Researching is key to unearthing the reality behind a ‘climate change’ post
An example of this is the “share to plant a tree” posts, where if you like and share the post, the people behind it will allegedly plant a tree in response. This is problematic because there is often no evidence to suggest they are planting the trees, but furthermore it detracts away from the other important environmental information, as people believe they are doing enough to tackle climate change by simply interacting with the one post. In reality it takes a lot more effort than that.
This also highlights the importance of doing one’s own research, which social media posts usually do not openly encourage, as a simple search would point to the fact that, even though planting trees is a good and effective in reducing CO2 levels, at this point in time it is not the most effective way to reverse climate change.
Pretty pictures are great advertising but there is a downside………
Especially with beaches like Porthcurno, where the internet is full of pretty pictures, social media becomes an advertising ground for visiting the beach rather than spreading awareness around protection of the coastal landscape. In Cornwall, there is an increase in people posting what used to be only locally known beaches, which in the summer offered a haven for locals wanting a break from the increased visitor numbers. As these places are usually quite small, they cannot cope with the sheer visitor numbers and footfall that social media exposure brings. Increased footfall also means increased littering, and more car emissions, which, near the coast will leak into the marine environment and cause harm to our local species and ecosystem.
Tourists and visitors who are not local may not understand the etiquette surrounding coasts, which can be bad for certain species. For example, our much-loved grey seal population in Cornwall faces the threat of disturbance (especially during busier months). People try to approach and take photos or selfies with resting seals instead of keeping their distance, driving them back into the water when they are not ready which can cause injuries and sadly lead to fatalities.

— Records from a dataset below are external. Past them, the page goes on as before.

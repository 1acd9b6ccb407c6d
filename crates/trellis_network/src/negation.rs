//! Negation nodes: propagate a partial match only while no right-hand fact
//! matches it.
//!
//! The node keeps a per-token match counter rather than materializing
//! joined tokens. Signals are emitted only when a counter crosses the zero
//! boundary, so a token matched by three right facts produces one retract
//! at the first match, not three.

use std::sync::Arc;

use trellis_foundation::{Fact, SharedFact, Token};

use crate::join::JoinPredicate;
use crate::memory::{AlphaMemory, BetaMemory, MatchCounts};
use crate::node::{ChildSet, Node};

/// Propagates left tokens for which the right-hand pattern is absent.
pub struct NegationNode {
    join: JoinPredicate,
    left: BetaMemory,
    right: AlphaMemory,
    counts: MatchCounts,
    children: ChildSet,
}

impl NegationNode {
    /// Creates a negation node with the given join predicate.
    pub fn new(join: impl Fn(&Token, &dyn Fact) -> bool + Send + Sync + 'static) -> Self {
        Self {
            join: Box::new(join),
            left: BetaMemory::new(),
            right: AlphaMemory::new(),
            counts: MatchCounts::new(),
            children: ChildSet::new(),
        }
    }

    fn count_matches(&self, token: &Token) -> usize {
        self.right
            .snapshot()
            .values()
            .filter(|fact| (self.join)(token, fact.as_ref()))
            .count()
    }

    fn matching_left_tokens(&self, fact: &SharedFact) -> Vec<Token> {
        self.left
            .snapshot()
            .iter()
            .filter(|token| (self.join)(token, fact.as_ref()))
            .cloned()
            .collect()
    }
}

impl Node for NegationNode {
    fn assert_token(&self, token: &Token) {
        if !self.left.insert(token) {
            return;
        }
        let count = self.count_matches(token);
        self.counts.record(token, count);
        if count == 0 {
            self.children.propagate_assert_token(token);
        }
    }

    fn retract_token(&self, token: &Token) {
        if !self.left.remove(token) {
            return;
        }
        // A counter of zero means the absence was propagated downstream.
        if self.counts.forget(token) == Some(0) {
            self.children.propagate_retract_token(token);
        }
    }

    fn assert_fact(&self, fact: &SharedFact) {
        if !self.right.insert(fact) {
            return;
        }
        for token in self.matching_left_tokens(fact) {
            if self.counts.increment(&token) == 0 {
                // First match: the previously valid absence is gone.
                self.children.propagate_retract_token(&token);
            }
        }
    }

    fn retract_fact(&self, fact: &SharedFact) {
        if !self.right.remove(fact) {
            return;
        }
        for token in self.matching_left_tokens(fact) {
            if self.counts.decrement(&token) == 0 {
                // Last match gone: absence is restored.
                self.children.propagate_assert_token(&token);
            }
        }
    }

    fn add_child(&self, child: Arc<dyn Node>) {
        self.children.add(child);
    }
}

Using social media to drive positive change
To conclude, when used to its full capacity, I believe that social media has a positive effect on climate change as it is invaluable for sharing information and driving change. However, more needs to be done to encourage people to do their own research, social media posts should be a steppingstone to encourage further conversation and research, providing links to bone fide and well researched sources which draw attention to the biggest issues in the climate and how individuals can have the most positive impact themselves. Without this, posts can be misleading or draw attention away from real issues, only telling half the story.